29 January 2013

Chimamanda Adichie TED talk, the danger of a single story

I too grew up reading Western books. I've occasionally used baseball metaphors even though I've never touched a baseball in my life. And I despise Filipino literature, it's all barrios and Spanish architecture. Well, Nick Joaquin's ok, I liked Leon Ma Guerrero's translation of Noli Me Tangere. But literature should be an escape to wider worlds, not a retreat into provincialism. Growing up, I wondered what lembas tasted like. I went as far away from provincialism as possible, to philosophy and science fiction.
So that is how to create a single story: show a people as one thing, as only one thing, over and over again, and that is what they become.
Adichie overestimates the power of media, underestimates human stupidity. Even when there are multitudes of different stories presenting different perspectives and facets, like on the internet, with Google and Wikipedia and armies of bloggers on either side of everything, many people just hear the story they want and shear away complexity, nuance, context.
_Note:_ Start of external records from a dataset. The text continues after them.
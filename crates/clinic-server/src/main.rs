//! Clinic Server - Main entry point

use std::sync::Arc;
use std::time::Duration;

use anyhow::{Context, Result};
use clinic_common::logging::{init_logging, LogConfig};
use tokio::signal;
use tokio_util::sync::CancellationToken;
use tracing::{info, warn};

use clinic_server::{
    api,
    config::Config,
    db::{
        self, InMemoryAppointmentStore, InMemoryPatientStore, PgAppointmentStore, PgPatientStore,
        StoreBackend,
    },
    features::FeatureState,
    ingest::{
        appointments::AppointmentFileProcessor, InMemoryJobChannel, JobChannel, JobDispatcher,
        JobScheduler, JobSource, PgJobChannel,
    },
};

#[tokio::main]
async fn main() -> Result<()> {
    dotenvy::dotenv().ok();

    let log_config = LogConfig::builder()
        .log_file_prefix("clinic-server")
        .filter_directives("clinic_server=debug,tower_http=debug,sqlx=warn")
        .build()
        .merge_env()?;

    let _log_guard = init_logging(&log_config)?;

    info!("Starting Clinic Server");

    let config = Config::load().context("Failed to load configuration")?;
    info!(
        host = %config.server.host,
        port = config.server.port,
        store_backend = ?config.store_backend,
        "Configuration loaded"
    );

    let (state, source) = build_state(&config).await?;

    let shutdown = CancellationToken::new();

    let scheduler_handle = if config.ingest.enabled {
        let processor = AppointmentFileProcessor::new(state.appointments.clone());
        let dispatcher = JobDispatcher::new(state.jobs.clone(), processor);
        let scheduler = JobScheduler::new(config.ingest.clone(), dispatcher);
        Some(scheduler.start(source, shutdown.clone()))
    } else {
        info!("Ingestion is disabled (INGEST_ENABLED=false)");
        None
    };

    let app = api::create_router(state, &config);

    let server_shutdown = shutdown.clone();
    api::serve(app, &config, async move {
        shutdown_signal().await;
        server_shutdown.cancel();
    })
    .await?;

    // Workers finish their current job before stopping
    shutdown.cancel();
    if let Some(handle) = scheduler_handle {
        let timeout = Duration::from_secs(config.server.shutdown_timeout_secs);
        info!(timeout_secs = timeout.as_secs(), "Waiting for ingestion workers to stop");
        match tokio::time::timeout(timeout, handle).await {
            Ok(Ok(())) => info!("Ingestion workers stopped"),
            Ok(Err(e)) => warn!(error = %e, "Job scheduler task failed"),
            Err(_) => warn!("Ingestion workers did not stop in time"),
        }
    }

    info!("Server shut down gracefully");

    Ok(())
}

/// Pick the store and queue implementations for the configured backend
async fn build_state(config: &Config) -> Result<(FeatureState, JobSource)> {
    match config.store_backend {
        StoreBackend::Postgres => {
            let pool = db::create_pool(&config.database)
                .await
                .context("Failed to connect to the database")?;
            PgJobChannel::setup(&pool)
                .await
                .context("Failed to set up the apalis job tables")?;
            db::run_migrations(&pool).await?;

            let channel = Arc::new(PgJobChannel::new(&pool, &config.ingest));
            let source = channel.source();
            let jobs: Arc<dyn JobChannel> = channel;
            let state = FeatureState {
                appointments: Arc::new(PgAppointmentStore::new(pool.clone())),
                patients: Arc::new(PgPatientStore::new(pool)),
                jobs,
                max_attempts: config.ingest.max_attempts,
            };
            Ok((state, source))
        },
        StoreBackend::Memory => {
            warn!("Using in-memory stores; data is lost on shutdown");

            let channel = Arc::new(InMemoryJobChannel::new());
            let source = channel.source();
            let jobs: Arc<dyn JobChannel> = channel;
            let state = FeatureState {
                appointments: Arc::new(InMemoryAppointmentStore::new()),
                patients: Arc::new(InMemoryPatientStore::new()),
                jobs,
                max_attempts: config.ingest.max_attempts,
            };
            Ok((state, source))
        },
    }
}

/// Graceful shutdown signal handler
async fn shutdown_signal() {
    let ctrl_c = async {
        if let Err(e) = signal::ctrl_c().await {
            tracing::error!("Failed to install Ctrl+C handler: {}", e);
        }
    };

    #[cfg(unix)]
    let terminate = async {
        match signal::unix::signal(signal::unix::SignalKind::terminate()) {
            Ok(mut signal) => {
                signal.recv().await;
            },
            Err(e) => {
                tracing::error!("Failed to install SIGTERM handler: {}", e);
            },
        }
    };

    #[cfg(not(unix))]
    let terminate = std::future::pending::<()>();

    tokio::select! {
        _ = ctrl_c => {
            info!("Received Ctrl+C, starting graceful shutdown");
        },
        _ = terminate => {
            info!("Received terminate signal, starting graceful shutdown");
        },
    }
}
//! Enqueue appointments file command
//!
//! Accepts a path to a CSV file and submits a `process-appointments-file` job.
//! The path is not checked here; the worker validates extension and contents.

use std::sync::Arc;

use mediator::Request;
use serde::{Deserialize, Serialize};

use crate::features::shared::validation::{validate_required, RequiredFieldError};
use crate::ingest::jobs::{AppointmentsFilePayload, JobId};
use crate::ingest::{JobChannel, QueueError};

pub const ENQUEUED_MESSAGE: &str = "Appointment file added to the queue";

#[derive(Debug, Clone, Serialize, Deserialize)]
pub struct EnqueueAppointmentsCommand {
    /// Path of the CSV file on the worker's filesystem
    #[serde(default)]
    pub filepath: String,
}

#[derive(Debug, Clone, Serialize, Deserialize)]
pub struct EnqueueAppointmentsResponse {
    pub message: String,
    pub job_id: JobId,
}

#[derive(Debug, thiserror::Error)]
pub enum EnqueueAppointmentsError {
    #[error(transparent)]
    FilepathRequired(#[from] RequiredFieldError),

    #[error("The job queue did not accept the appointments file")]
    QueueSubmission,

    #[error("Failed to submit appointments file: {0}")]
    Queue(#[from] QueueError),
}

impl Request<Result<EnqueueAppointmentsResponse, EnqueueAppointmentsError>>
    for EnqueueAppointmentsCommand
{
}

impl EnqueueAppointmentsCommand {
    pub fn validate(&self) -> Result<(), EnqueueAppointmentsError> {
        validate_required(&self.filepath, "filepath")?;
        Ok(())
    }
}

#[tracing::instrument(skip(jobs, command), fields(filepath = %command.filepath))]
pub async fn handle(
    jobs: Arc<dyn JobChannel>,
    max_attempts: i32,
    command: EnqueueAppointmentsCommand,
) -> Result<EnqueueAppointmentsResponse, EnqueueAppointmentsError> {
    command.validate()?;

    let payload = AppointmentsFilePayload {
        filepath: command.filepath,
    };
    let job_id = jobs
        .submit(payload, max_attempts)
        .await?
        .ok_or(EnqueueAppointmentsError::QueueSubmission)?;

    tracing::info!(job_id = %job_id, "Appointments file enqueued");

    Ok(EnqueueAppointmentsResponse {
        message: ENQUEUED_MESSAGE.to_string(),
        job_id,
    })
}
The single story happens in people's heads, it's intellectual laziness. So yes, Adichie's roomate was a terrible person for making assumptions about what Africans must be like. Any group, Americans, Palestinians, blacks, Eskimos, gays, Aztecs, whatever: some are stupid, some are smart, some are heroes, some are bastards, etc. This should be blindingly obvious to anyone by the time they're a teenager. Stereotyping, thinking any group is a monolith that thinks with one mind, speaks with one voice, is immediately stupid, no research or travel required.